Un peu trop longtemps, j'ai cru que les scénaristes hollywoodiens avaient perdu leur mojo à cause surtout d'un problème de rythme.
Leur savoir-faire, ayant pris la forme d'un talisman finement ouvragé et poli par des décennies de chef-d’œuvres, forgé au cœur de l'âge d'or des grands studios, a un jour été perdu. Le relais, jusque là transmis de générations en générations, était tombé au sol, quelque part vers le début des années 90.
Et c'est donc cette recherche d'un rythme effréné qui était pour moi la clef de cette disparition. L'enchainement systématique de scènes d'action, validée par des screen-test hypra-normés, expliquait les introductions de personnages à la truelle, les gestions de dramaturgie à la pelleteuse, les développement psychologiques dignes d'un cimentier, coincé entre un contrat avec Daesh et un autre avec Trump.


Cette déclinaison un peu triste du mythe de Kong appuie sur un nouvel aspect du problème, sans doute bien plus profond. Un scénariste actuel de blockbuster ne cherche plus qu'une chose: faire se succéder un certain nombre de scènes, non pas juste par ce qu'elles proposent de pétaradant ou haletant, mais par ce que lui, le scribouilleur, a envie de voir apparaitre à l'écran.
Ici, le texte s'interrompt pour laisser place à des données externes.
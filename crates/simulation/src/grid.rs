//! Dense row-major 2D container shared by the tile map and the navigation
//! topology, plus the neighbour vocabulary both of them speak.
//!
//! Coordinates are `IVec2` so that callers can look up cells outside the map
//! (the park entry lane sits at negative `y`) without casting; every lookup
//! goes through [`Grid::index`] which returns `None` for anything out of
//! bounds.

use bevy::prelude::*;
use bitflags::bitflags;

// ---------------------------------------------------------------------------
// Neighbour vocabulary
// ---------------------------------------------------------------------------

bitflags! {
    /// Set of the 8 neighbours of a cell that share some property (usually
    /// "same terrain group"). `TOP` is the `y + 1` neighbour.
    #[derive(Debug, Clone, Copy, PartialEq, Eq, Hash)]
    pub struct TileSides: u8 {
        const LEFT = 1;
        const TOP = 2;
        const RIGHT = 4;
        const BOTTOM = 8;
        const TOP_LEFT = 16;
        const TOP_RIGHT = 32;
        const BOTTOM_LEFT = 64;
        const BOTTOM_RIGHT = 128;

        const ORTHOGONAL = Self::LEFT.bits() | Self::TOP.bits() | Self::RIGHT.bits() | Self::BOTTOM.bits();
        const DIAGONAL = Self::TOP_LEFT.bits()
            | Self::TOP_RIGHT.bits()
            | Self::BOTTOM_LEFT.bits()
            | Self::BOTTOM_RIGHT.bits();
    }
}

/// A single neighbour position. Kept separate from [`TileSides`] so a flag set
/// is never compared against one direction by accident.
#[derive(Debug, Clone, Copy, PartialEq, Eq, Hash)]
pub enum Neighbor {
    Left,
    Top,
    Right,
    Bottom,
    TopLeft,
    TopRight,
    BottomLeft,
    BottomRight,
}

impl Neighbor {
    pub const ALL: [Neighbor; 8] = [
        Neighbor::Left,
        Neighbor::Top,
        Neighbor::Right,
        Neighbor::Bottom,
        Neighbor::TopLeft,
        Neighbor::TopRight,
        Neighbor::BottomLeft,
        Neighbor::BottomRight,
    ];

    pub const ORTHOGONAL: [Neighbor; 4] = [
        Neighbor::Left,
        Neighbor::Top,
        Neighbor::Right,
        Neighbor::Bottom,
    ];

    #[inline]
    pub fn offset(self) -> IVec2 {
        match self {
            Neighbor::Left => IVec2::new(-1, 0),
            Neighbor::Top => IVec2::new(0, 1),
            Neighbor::Right => IVec2::new(1, 0),
            Neighbor::Bottom => IVec2::new(0, -1),
            Neighbor::TopLeft => IVec2::new(-1, 1),
            Neighbor::TopRight => IVec2::new(1, 1),
            Neighbor::BottomLeft => IVec2::new(-1, -1),
            Neighbor::BottomRight => IVec2::new(1, -1),
        }
    }

    #[inline]
    pub fn side(self) -> TileSides {
        match self {
            Neighbor::Left => TileSides::LEFT,
            Neighbor::Top => TileSides::TOP,
            Neighbor::Right => TileSides::RIGHT,
            Neighbor::Bottom => TileSides::BOTTOM,
            Neighbor::TopLeft => TileSides::TOP_LEFT,
            Neighbor::TopRight => TileSides::TOP_RIGHT,
            Neighbor::BottomLeft => TileSides::BOTTOM_LEFT,
            Neighbor::BottomRight => TileSides::BOTTOM_RIGHT,
        }
    }
}

// ---------------------------------------------------------------------------
// Grid
// ---------------------------------------------------------------------------

#[derive(Debug, Clone, PartialEq, Eq)]
pub struct Grid<T> {
    cells: Vec<T>,
    width: i32,
    height: i32,
}

impl<T: Clone> Grid<T> {
    pub fn new(width: i32, height: i32, fill: T) -> Self {
        assert!(
            width >= 0 && height >= 0,
            "grid dimensions must be non-negative, got {width}x{height}"
        );
        Self {
            cells: vec![fill; (width * height) as usize],
            width,
            height,
        }
    }

    /// Overwrites every cell with `value`.
    pub fn fill(&mut self, value: T) {
        for cell in &mut self.cells {
            *cell = value.clone();
        }
    }
}

impl<T> Grid<T> {
    #[inline]
    pub fn width(&self) -> i32 {
        self.width
    }

    #[inline]
    pub fn height(&self) -> i32 {
        self.height
    }

    #[inline]
    pub fn size(&self) -> IVec2 {
        IVec2::new(self.width, self.height)
    }

    #[inline]
    pub fn in_bounds(&self, pos: IVec2) -> bool {
        pos.x >= 0 && pos.y >= 0 && pos.x < self.width && pos.y < self.height
    }

    #[inline]
    pub fn index(&self, pos: IVec2) -> Option<usize> {
        self.in_bounds(pos)
            .then(|| (pos.y * self.width + pos.x) as usize)
    }

    #[inline]
    pub fn position(&self, index: usize) -> IVec2 {
        let index = index as i32;
        IVec2::new(index % self.width, index / self.width)
    }

    #[inline]
    pub fn at(&self, pos: IVec2) -> Option<&T> {
        self.index(pos).map(|idx| &self.cells[idx])
    }

    #[inline]
    pub fn at_mut(&mut self, pos: IVec2) -> Option<&mut T> {
        self.index(pos).map(|idx| &mut self.cells[idx])
    }

    /// The in-bounds neighbour of `pos` in direction `n`.
    #[inline]
    pub fn neighbor(&self, pos: IVec2, n: Neighbor) -> Option<IVec2> {
        let p = pos + n.offset();
        self.in_bounds(p).then_some(p)
    }

    /// Mask of the neighbours of `pos` whose cell satisfies `pred`.
    /// Out-of-bounds neighbours never match.
    pub fn sides_matching(&self, pos: IVec2, mut pred: impl FnMut(&T) -> bool) -> TileSides {
        let mut sides = TileSides::empty();
        for n in Neighbor::ALL {
            if self.at(pos + n.offset()).is_some_and(&mut pred) {
                sides |= n.side();
            }
        }
        sides
    }

    pub fn cells(&self) -> &[T] {
        &self.cells
    }

    pub fn iter(&self) -> impl Iterator<Item = (IVec2, &T)> + '_ {
        self.cells
            .iter()
            .enumerate()
            .map(move |(idx, cell)| (self.position(idx), cell))
    }
}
Un dialogue qui claque. Une composition de plan qui en jette (le soleil ici, l'hélicoptère là, la musique comme ça), une série d'éléments qui saura figurer en bonne place dans une bande-annonce aguicheuse, mais dont il n'a pas la moindre idée de comment relier la dite-scène à celle qui la précède ou celle qui la suit.
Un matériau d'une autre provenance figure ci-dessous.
//! Criterion benchmarks for tile classification and model building.
//!
//! Benchmarks:
//!   - floor_type_for_sides over all 256 neighbour masks
//!   - TileGenerator::new (every model of every group)
//!   - create_model for a 64x64 block of mixed tiles
//!
//! Run with: cargo bench -p park_simulation --bench classifier_bench

use criterion::{black_box, criterion_group, criterion_main, Criterion};

use park_simulation::grid::TileSides;
use park_simulation::tile_generator::{floor_type_for_sides, FloorGroup, FloorType, TileGenerator};

fn bench_classifier(c: &mut Criterion) {
    let mut group = c.benchmark_group("classifier");
    group.sample_size(1000);

    group.bench_function("all_256_masks", |b| {
        b.iter(|| {
            for mask in 0..=255u8 {
                black_box(floor_type_for_sides(TileSides::from_bits_truncate(black_box(mask))));
            }
        });
    });

    group.finish();
}

fn bench_models(c: &mut Criterion) {
    let mut group = c.benchmark_group("tile_models");

    group.bench_function("generator_new", |b| {
        b.iter(|| black_box(TileGenerator::new(black_box(200.0))));
    });

    let generator = TileGenerator::new(200.0);
    let floors: Vec<FloorType> = (0..=255u8)
        .map(|m| floor_type_for_sides(TileSides::from_bits_truncate(m)))
        .collect();
    let tiles: Vec<(FloorGroup, FloorType)> = (0..64 * 64)
        .map(|i| {
            if i % 3 == 0 {
                (FloorGroup::BASE, FloorType::FullTile)
            } else {
                (FloorGroup::PATH, floors[i % floors.len()])
            }
        })
        .collect();

    group.bench_function("create_model_64x64", |b| {
        b.iter(|| black_box(generator.create_model(black_box(&tiles), 64, 64)));
    });

    group.finish();
}

criterion_group!(benches, bench_classifier, bench_models);
criterion_main!(benches);
//! Span placement: dragging a terrain group from corner A to corner B.

use bevy::prelude::*;

use crate::map_navigation::MapNavigation;
use crate::tile_generator::{floor_type_for_sides, FloorGroup};

use super::overlay::{Overlay, CHANGING, UNAFFECTED};
use super::{ItemType, PreviewTile, SpanKey, TileMap};

/// Cells of the L-shaped trace from `a` to `b`. The first leg runs along the
/// longer axis unless `flipped`; the corner cell appears in both legs.
pub fn span_cells(a: IVec2, b: IVec2, flipped: bool) -> Vec<IVec2> {
    let d = b - a;
    let horizontal_first = (d.x.abs() >= d.y.abs()) ^ flipped;
    let step = |from: i32, to: i32| -> Vec<i32> {
        if from <= to {
            (from..=to).collect()
        } else {
            (to..=from).rev().collect()
        }
    };
    let mut cells = Vec::new();
    if horizontal_first {
        cells.extend(step(a.x, b.x).into_iter().map(|x| IVec2::new(x, a.y)));
        cells.extend(step(a.y, b.y).into_iter().map(|y| IVec2::new(b.x, y)));
    } else {
        cells.extend(step(a.y, b.y).into_iter().map(|y| IVec2::new(a.x, y)));
        cells.extend(step(a.x, b.x).into_iter().map(|x| IVec2::new(x, b.y)));
    }
    cells
}

#[derive(Clone, Copy, PartialEq, Eq)]
enum SpanMode {
    Preview,
    Commit,
}

impl TileMap {
    /// Places `group` along the span and returns how many cells were plotted.
    pub fn place_tile_span(
        &mut self,
        nav: &mut MapNavigation,
        a: IVec2,
        b: IVec2,
        group: FloorGroup,
        flipped: bool,
    ) -> usize {
        self.hide_temporary_models();
        self.resolve_span(Some(nav), a, b, group, flipped, SpanMode::Commit)
    }

    /// Previews a single tile. Returns whether anything would change.
    pub fn show_temporary_tile(&mut self, pos: IVec2, group: FloorGroup) -> bool {
        self.show_temporary_tile_span(pos, pos, group, false, false) > 0
    }

    /// Previews a span. Repeating the previous request is free unless
    /// `force_update` is set.
    pub fn show_temporary_tile_span(
        &mut self,
        a: IVec2,
        b: IVec2,
        group: FloorGroup,
        flipped: bool,
        force_update: bool,
    ) -> usize {
        let key = SpanKey {
            a,
            b,
            group,
            flipped,
        };
        if !force_update && self.preview_key == Some(key) {
            return self.preview_count;
        }
        self.hide_temporary_models();
        let count = self.resolve_span(None, a, b, group, flipped, SpanMode::Preview);
        self.preview_key = Some(key);
        self.preview_count = count;
        count
    }

    fn resolve_span(
        &mut self,
        mut nav: Option<&mut MapNavigation>,
        a: IVec2,
        b: IVec2,
        group: FloorGroup,
        flipped: bool,
        mode: SpanMode,
    ) -> usize {
        // Reverting to the base group is demolition's job.
        if group == FloorGroup::None || group == FloorGroup::BASE {
            return 0;
        }
        if !self.in_bounds(a)
            || !self.in_bounds(b)
            || self.tile_group_at(a) == group
            || self.item_type_at(a) != ItemType::None
        {
            return 0;
        }

        let mut overlay = Overlay::spanning(a, b);
        let mut count = 0;
        for pos in span_cells(a, b, flipped) {
            if self.tile_group_at(pos) != group
                && self.item_type_at(pos) == ItemType::None
                && overlay.plot(pos)
            {
                count += 1;
            }
        }

        let mut updates = Vec::new();
        for (pos, state) in overlay.marked() {
            if state == UNAFFECTED || !self.in_bounds(pos) {
                continue;
            }
            if state != CHANGING && self.tile_group_at(pos) != group {
                continue;
            }
            let sides =
                self.tile_sides_for_position(pos, group) | overlay.changing_sides(pos);
            let floor = floor_type_for_sides(sides);
            if self.tile_at(pos) != (group, floor) {
                updates.push(PreviewTile {
                    pos,
                    group,
                    floor,
                    placement: state == CHANGING,
                });
            }
        }

        match mode {
            SpanMode::Preview => self.preview_tiles = updates,
            SpanMode::Commit => {
                if let Some(nav) = nav.as_deref_mut() {
                    nav.begin_change();
                }
                for tile in updates {
                    let old_group = self.tile_group_at(tile.pos);
                    self.set_tile(tile.pos, tile.group, tile.floor);
                    if let Some(nav) = nav.as_deref_mut() {
                        if tile.placement
                            && old_group != FloorGroup::PATH
                            && tile.group == FloorGroup::PATH
                        {
                            nav.add_path(tile.pos);
                        }
                    }
                }
                if let Some(nav) = nav.as_deref_mut() {
                    nav.end_change();
                }
            }
        }
        count
    }
}

#[cfg(test)]
mod tests {
    use super::*;

    fn cells(v: &[(i32, i32)]) -> Vec<IVec2> {
        v.iter().map(|&(x, y)| IVec2::new(x, y)).collect()
    }

    #[test]
    fn test_span_single_cell() {
        assert_eq!(
            span_cells(IVec2::new(2, 3), IVec2::new(2, 3), false),
            cells(&[(2, 3), (2, 3)])
        );
    }

    #[test]
    fn test_span_horizontal_first_when_wider() {
        let got = span_cells(IVec2::new(0, 0), IVec2::new(3, 1), false);
        assert_eq!(got, cells(&[(0, 0), (1, 0), (2, 0), (3, 0), (3, 0), (3, 1)]));
    }

    #[test]
    fn test_span_flipped_goes_vertical_first() {
        let got = span_cells(IVec2::new(0, 0), IVec2::new(3, 1), true);
        assert_eq!(got, cells(&[(0, 0), (0, 1), (0, 1), (1, 1), (2, 1), (3, 1)]));
    }

    #[test]
    fn test_span_runs_backwards() {
        let got = span_cells(IVec2::new(2, 2), IVec2::new(2, 0), false);
        assert_eq!(got, cells(&[(2, 2), (2, 1), (2, 0), (2, 0)]));
    }
}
Et c'est ainsi qu'on se retrouve ici avec une succession de moments qui vous font brutalement sortir du cours d'une histoire déjà bien faiblarde, pour cause de non respect absolu d'une diégétique basique.
Un échange haineux de regards entre le grand singe et le très creux méchant colonel, baigné de flammes, ne déclenche aucune suite directe. On passe directement à autre chose, et le spectateur est obligé d'imaginer par tel miracle tortueux la dite confrontation ne peut pas avoir de conséquence immédiate.
Un type sur un bateau est brutalement happé par une sorte de ptérodactyle sans que dans les secondes qui suivent ses petits camarades ne regardent une seconde le ciel pour se protéger d'une nouvelle attaque.
Un personnage décide brusquement, et sans autre raison que de se faire écrabouiller par Kong dans la scène suivante, de faire le contraire de ce qu'il désirait depuis la moitié du film. Un héros exécute un ballet improbable avec katana et brouillard coloré hors de tout contexte. Et tout est à l'avenant.


Les types aux manettes sont donc de plutôt bons fabricants de bande-annonces, n'ayant pas le moindre talent pour remplir les trous entre deux scènes qui cherchent à revêtir un aspect systématiquement iconique, mais du coup terriblement vides de sens, d'émotions et de tout ce qui faisait vibrer le bambin amateur de fantastique qui sommeille en chacun de nous. Une série de liaisons dangereuses stupéfiante.
Précisons que j'accorde un point pour cause de bestiaire plutôt sympathique.


Et puisque tout est sexuel, concluons en avouant que le petit débardeur de Brie est fort seyant lorsque la sueur et la saleté collent à son anatomie fugacement généreuse.
Ah, et il faudra aussi m'expliquer comment le grand singe arrive a se confectionner un slip constitué de ses propres poils avec un talent dans le ton sur ton que ne renierait pas Pierre Cardin.